(Collected data)

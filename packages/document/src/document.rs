//! # Document Snapshot
//!
//! A Document is one immutable state of a project.
//!
//! Every primitive borrows the current snapshot and returns the next one:
//!
//! ```text
//! Document(v1) ── insert_block ──→ Document(v2)
//!      │                               │
//!   Arc<Project>                  Arc<Project> (new)
//! ```
//!
//! Holders of an older snapshot keep seeing exactly what they saw; a
//! refused primitive returns an error and produces no snapshot at all.

use crate::errors::DocumentError;
use crate::project::{is_valid_slug, Page, Project, Seo, SiteSettings};
use chrono::{DateTime, Utc};
use sitecraft_schema::{Block, BlockData, BlockId, BlockStyle, IdGenerator, PageId, Theme};
use std::collections::HashSet;
use std::sync::Arc;

#[derive(Debug, Clone)]
pub struct Document {
    project: Arc<Project>,

    /// Increments with every successful primitive
    version: u64,
}

impl PartialEq for Document {
    fn eq(&self, other: &Self) -> bool {
        self.version == other.version && self.project == other.project
    }
}

impl Document {
    /// Wrap a project after checking every structural invariant
    pub fn new(project: Project) -> Result<Self, DocumentError> {
        check_invariants(&project)?;
        Ok(Self {
            project: Arc::new(project),
            version: 0,
        })
    }

    pub fn project(&self) -> &Project {
        &self.project
    }

    pub fn version(&self) -> u64 {
        self.version
    }

    /// Whether both handles point at the very same snapshot
    pub fn same_snapshot(&self, other: &Document) -> bool {
        Arc::ptr_eq(&self.project, &other.project)
    }

    pub fn page(&self, page_id: &PageId) -> Result<&Page, DocumentError> {
        self.project
            .page(page_id)
            .ok_or_else(|| DocumentError::PageNotFound(page_id.clone()))
    }

    /// Id generator positioned after the last id this project handed out
    pub fn id_generator(&self) -> IdGenerator {
        IdGenerator::resume(self.project.id.as_str(), self.project.block_sequence)
    }

    /// Insert `block` at `index` on a page.
    ///
    /// An index past the end is clamped to the end of the page.
    pub fn insert_block(
        &self,
        page_id: &PageId,
        index: usize,
        block: Block,
    ) -> Result<Document, DocumentError> {
        let ids = self.id_generator();

        self.mutate(|project| {
            let page = page_mut(project, page_id)?;

            if page.block(block.id()).is_some() {
                return Err(DocumentError::invariant(format!(
                    "block id {} already exists on page {}",
                    block.id(),
                    page_id
                )));
            }

            let clamped = index.min(page.blocks.len());
            if clamped != index {
                tracing::debug!(requested = index, clamped, page = %page_id, "insertion index clamped");
            }

            let sequence = ids.sequence_of(block.id());
            page.blocks.insert(clamped, block);

            if let Some(n) = sequence {
                project.block_sequence = project.block_sequence.max(n);
            }
            Ok(())
        })
    }

    /// Replace the content of an existing block, keeping its id and type
    pub fn replace_block(
        &self,
        page_id: &PageId,
        block_id: &BlockId,
        data: BlockData,
        style: BlockStyle,
    ) -> Result<Document, DocumentError> {
        self.mutate(|project| {
            let page = page_mut(project, page_id)?;
            let position = find_block(page, block_id)?;

            page.blocks[position] = page.blocks[position]
                .with_content(data, style)
                .map_err(|e| DocumentError::invariant(e.to_string()))?;
            Ok(())
        })
    }

    pub fn remove_block(&self, page_id: &PageId, block_id: &BlockId) -> Result<Document, DocumentError> {
        self.mutate(|project| {
            let page = page_mut(project, page_id)?;
            let position = find_block(page, block_id)?;
            page.blocks.remove(position);
            Ok(())
        })
    }

    pub fn set_theme(&self, theme: Theme) -> Result<Document, DocumentError> {
        self.mutate(|project| {
            project.theme = theme;
            Ok(())
        })
    }

    /// Set page-level SEO, or the project's SEO when `page_id` is `None`
    pub fn set_seo(&self, page_id: Option<&PageId>, seo: Seo) -> Result<Document, DocumentError> {
        self.mutate(|project| {
            match page_id {
                Some(page_id) => page_mut(project, page_id)?.seo = Some(seo),
                None => project.seo = seo,
            }
            Ok(())
        })
    }

    /// Append a page. Marking it as home moves the home flag to it.
    pub fn add_page(&self, page: Page) -> Result<Document, DocumentError> {
        self.mutate(|project| {
            if project.page(&page.id).is_some() {
                return Err(DocumentError::invariant(format!("page id {} already exists", page.id)));
            }
            if page.is_home_page {
                for existing in &mut project.pages {
                    existing.is_home_page = false;
                }
            }
            project.pages.push(page);
            Ok(())
        })
    }

    /// Delete a page that is neither the home page nor the last page
    pub fn remove_page(&self, page_id: &PageId) -> Result<Document, DocumentError> {
        self.mutate(|project| {
            let position = project
                .pages
                .iter()
                .position(|p| &p.id == page_id)
                .ok_or_else(|| DocumentError::PageNotFound(page_id.clone()))?;

            if project.pages[position].is_home_page {
                return Err(DocumentError::invariant("the home page cannot be deleted"));
            }
            if project.pages.len() == 1 {
                return Err(DocumentError::invariant("the last page cannot be deleted"));
            }

            project.pages.remove(position);
            Ok(())
        })
    }

    pub fn set_home_page(&self, page_id: &PageId) -> Result<Document, DocumentError> {
        self.mutate(|project| {
            if project.page(page_id).is_none() {
                return Err(DocumentError::PageNotFound(page_id.clone()));
            }
            for page in &mut project.pages {
                page.is_home_page = &page.id == page_id;
            }
            Ok(())
        })
    }

    pub fn update_settings(&self, settings: SiteSettings) -> Result<Document, DocumentError> {
        self.mutate(|project| {
            project.settings = settings;
            Ok(())
        })
    }

    /// Soft-delete the project. Every later primitive is refused.
    pub fn tombstone(&self, at: DateTime<Utc>) -> Result<Document, DocumentError> {
        self.mutate(|project| {
            project.deleted_at = Some(at);
            Ok(())
        })
    }

    /// Bring back the content of an earlier snapshot as the next version.
    ///
    /// The block sequence never moves backwards, so ids handed out after
    /// `earlier` was taken stay retired.
    pub fn restore(&self, earlier: &Document) -> Result<Document, DocumentError> {
        let sequence = self.project.block_sequence;
        let content = Project::clone(&earlier.project);

        self.mutate(move |project| {
            *project = content;
            project.block_sequence = project.block_sequence.max(sequence);
            Ok(())
        })
    }

    /// Clone the project, run `f` on the clone, re-check invariants and
    /// wrap the result as the next snapshot
    fn mutate<F>(&self, f: F) -> Result<Document, DocumentError>
    where
        F: FnOnce(&mut Project) -> Result<(), DocumentError>,
    {
        if let Some(at) = self.project.deleted_at {
            return Err(DocumentError::invariant(format!(
                "project {} was deleted at {}",
                self.project.id,
                at.to_rfc3339()
            )));
        }

        let mut next = Project::clone(&self.project);
        f(&mut next)?;
        check_invariants(&next)?;

        Ok(Document {
            project: Arc::new(next),
            version: self.version + 1,
        })
    }
}

fn page_mut<'a>(project: &'a mut Project, page_id: &PageId) -> Result<&'a mut Page, DocumentError> {
    project
        .pages
        .iter_mut()
        .find(|p| &p.id == page_id)
        .ok_or_else(|| DocumentError::PageNotFound(page_id.clone()))
}

fn find_block(page: &Page, block_id: &BlockId) -> Result<usize, DocumentError> {
    page.block_position(block_id)
        .ok_or_else(|| DocumentError::BlockNotFound {
            page_id: page.id.clone(),
            block_id: block_id.clone(),
        })
}

/// Structural invariants every snapshot must satisfy
pub fn check_invariants(project: &Project) -> Result<(), DocumentError> {
    if project.pages.is_empty() {
        return Err(DocumentError::invariant("a project needs at least one page"));
    }

    let homes = project.pages.iter().filter(|p| p.is_home_page).count();
    if homes != 1 {
        return Err(DocumentError::invariant(format!(
            "exactly one home page is required, found {homes}"
        )));
    }

    let mut page_ids = HashSet::new();
    let mut slugs = HashSet::new();

    for page in &project.pages {
        if !page_ids.insert(&page.id) {
            return Err(DocumentError::invariant(format!("duplicate page id {}", page.id)));
        }
        if !is_valid_slug(&page.slug) {
            return Err(DocumentError::invariant(format!("slug `{}` is not URL-safe", page.slug)));
        }
        if !slugs.insert(page.slug.as_str()) {
            return Err(DocumentError::invariant(format!("duplicate slug `{}`", page.slug)));
        }

        let mut block_ids = HashSet::new();
        for block in &page.blocks {
            if !block_ids.insert(block.id()) {
                return Err(DocumentError::invariant(format!(
                    "duplicate block id {} on page {}",
                    block.id(),
                    page.id
                )));
            }
        }
    }

    Ok(())
}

* The problem: Which lines of the entries above contain the string "returns"? Copy each one.

* Response for this exercise:
//! Every primitive borrows the current snapshot and returns the next one:
//! refused primitive returns an error and produces no snapshot at all.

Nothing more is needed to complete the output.